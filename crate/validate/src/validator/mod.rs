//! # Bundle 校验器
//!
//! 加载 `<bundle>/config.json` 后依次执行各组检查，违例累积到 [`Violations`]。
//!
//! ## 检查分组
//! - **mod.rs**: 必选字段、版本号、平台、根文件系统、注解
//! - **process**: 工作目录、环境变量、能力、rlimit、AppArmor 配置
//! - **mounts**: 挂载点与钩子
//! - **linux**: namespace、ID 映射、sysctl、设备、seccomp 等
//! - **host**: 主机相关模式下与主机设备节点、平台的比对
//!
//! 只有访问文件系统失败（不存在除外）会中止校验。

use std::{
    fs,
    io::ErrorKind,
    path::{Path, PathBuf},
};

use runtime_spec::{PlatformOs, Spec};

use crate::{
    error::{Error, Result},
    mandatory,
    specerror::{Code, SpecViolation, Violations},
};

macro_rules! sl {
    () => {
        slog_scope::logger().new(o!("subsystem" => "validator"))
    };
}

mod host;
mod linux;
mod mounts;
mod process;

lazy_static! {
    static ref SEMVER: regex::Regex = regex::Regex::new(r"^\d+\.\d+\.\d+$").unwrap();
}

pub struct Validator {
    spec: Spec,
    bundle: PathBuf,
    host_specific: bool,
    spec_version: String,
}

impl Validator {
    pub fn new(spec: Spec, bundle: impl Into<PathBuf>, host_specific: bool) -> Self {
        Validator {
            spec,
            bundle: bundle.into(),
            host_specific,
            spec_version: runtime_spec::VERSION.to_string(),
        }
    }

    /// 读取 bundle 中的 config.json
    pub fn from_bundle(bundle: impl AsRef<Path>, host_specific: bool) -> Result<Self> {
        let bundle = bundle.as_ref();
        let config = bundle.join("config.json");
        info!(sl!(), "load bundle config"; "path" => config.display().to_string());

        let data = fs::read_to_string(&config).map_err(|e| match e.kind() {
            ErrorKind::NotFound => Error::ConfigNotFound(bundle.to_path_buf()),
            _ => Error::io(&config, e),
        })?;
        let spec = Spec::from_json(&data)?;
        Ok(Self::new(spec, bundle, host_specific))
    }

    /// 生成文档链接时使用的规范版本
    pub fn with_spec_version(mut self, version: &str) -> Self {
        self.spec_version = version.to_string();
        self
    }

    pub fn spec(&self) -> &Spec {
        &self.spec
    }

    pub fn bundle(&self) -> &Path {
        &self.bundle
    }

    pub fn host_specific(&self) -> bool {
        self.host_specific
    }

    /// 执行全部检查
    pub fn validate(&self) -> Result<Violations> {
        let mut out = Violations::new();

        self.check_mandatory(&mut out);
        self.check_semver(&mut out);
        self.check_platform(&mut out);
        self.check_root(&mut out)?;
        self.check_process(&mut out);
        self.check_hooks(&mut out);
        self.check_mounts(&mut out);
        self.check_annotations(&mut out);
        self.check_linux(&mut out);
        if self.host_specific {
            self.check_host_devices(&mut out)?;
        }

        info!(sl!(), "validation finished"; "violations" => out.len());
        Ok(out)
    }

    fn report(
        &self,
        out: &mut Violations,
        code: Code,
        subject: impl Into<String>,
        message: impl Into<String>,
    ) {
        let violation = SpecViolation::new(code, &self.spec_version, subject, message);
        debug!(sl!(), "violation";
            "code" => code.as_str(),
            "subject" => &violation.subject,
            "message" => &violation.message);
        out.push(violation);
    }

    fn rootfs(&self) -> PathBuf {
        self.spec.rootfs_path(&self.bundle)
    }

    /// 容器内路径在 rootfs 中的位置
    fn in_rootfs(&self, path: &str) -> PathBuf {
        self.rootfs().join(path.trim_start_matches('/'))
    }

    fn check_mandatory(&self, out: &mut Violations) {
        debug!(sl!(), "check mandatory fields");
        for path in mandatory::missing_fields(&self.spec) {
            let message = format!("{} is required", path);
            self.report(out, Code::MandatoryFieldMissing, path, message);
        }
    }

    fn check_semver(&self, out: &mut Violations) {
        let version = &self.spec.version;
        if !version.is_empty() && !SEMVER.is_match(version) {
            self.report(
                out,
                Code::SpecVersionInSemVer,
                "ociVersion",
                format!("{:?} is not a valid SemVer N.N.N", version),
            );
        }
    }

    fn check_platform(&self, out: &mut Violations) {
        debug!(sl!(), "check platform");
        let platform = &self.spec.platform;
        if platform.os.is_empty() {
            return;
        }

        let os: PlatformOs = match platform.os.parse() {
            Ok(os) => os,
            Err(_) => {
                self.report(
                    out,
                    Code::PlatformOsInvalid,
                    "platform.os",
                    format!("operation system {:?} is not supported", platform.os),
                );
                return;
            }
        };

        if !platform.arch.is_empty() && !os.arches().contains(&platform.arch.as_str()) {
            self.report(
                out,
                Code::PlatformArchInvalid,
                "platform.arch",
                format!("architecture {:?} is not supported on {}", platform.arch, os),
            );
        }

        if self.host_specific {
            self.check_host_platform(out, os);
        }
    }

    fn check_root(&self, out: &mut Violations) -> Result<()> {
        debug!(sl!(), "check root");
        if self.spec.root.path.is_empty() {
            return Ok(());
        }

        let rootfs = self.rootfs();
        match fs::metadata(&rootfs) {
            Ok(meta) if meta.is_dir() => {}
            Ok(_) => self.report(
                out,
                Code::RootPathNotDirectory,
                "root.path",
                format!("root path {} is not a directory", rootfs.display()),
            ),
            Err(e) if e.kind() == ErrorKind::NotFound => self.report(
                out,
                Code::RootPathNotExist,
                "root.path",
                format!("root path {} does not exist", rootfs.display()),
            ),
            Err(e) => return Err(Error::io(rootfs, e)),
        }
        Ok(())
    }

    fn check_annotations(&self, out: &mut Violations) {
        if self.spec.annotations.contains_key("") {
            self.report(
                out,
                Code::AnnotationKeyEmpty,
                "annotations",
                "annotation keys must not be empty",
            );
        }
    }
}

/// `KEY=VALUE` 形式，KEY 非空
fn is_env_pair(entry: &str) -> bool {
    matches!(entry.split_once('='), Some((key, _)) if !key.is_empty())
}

........

#### Your goal:
Read the entries and pick out all lines that include the word "Result".

#### Output below:
    error::{Error, Result},
    pub fn from_bundle(bundle: impl AsRef<Path>, host_specific: bool) -> Result<Self> {
    pub fn validate(&self) -> Result<Violations> {
    fn check_root(&self, out: &mut Violations) -> Result<()> {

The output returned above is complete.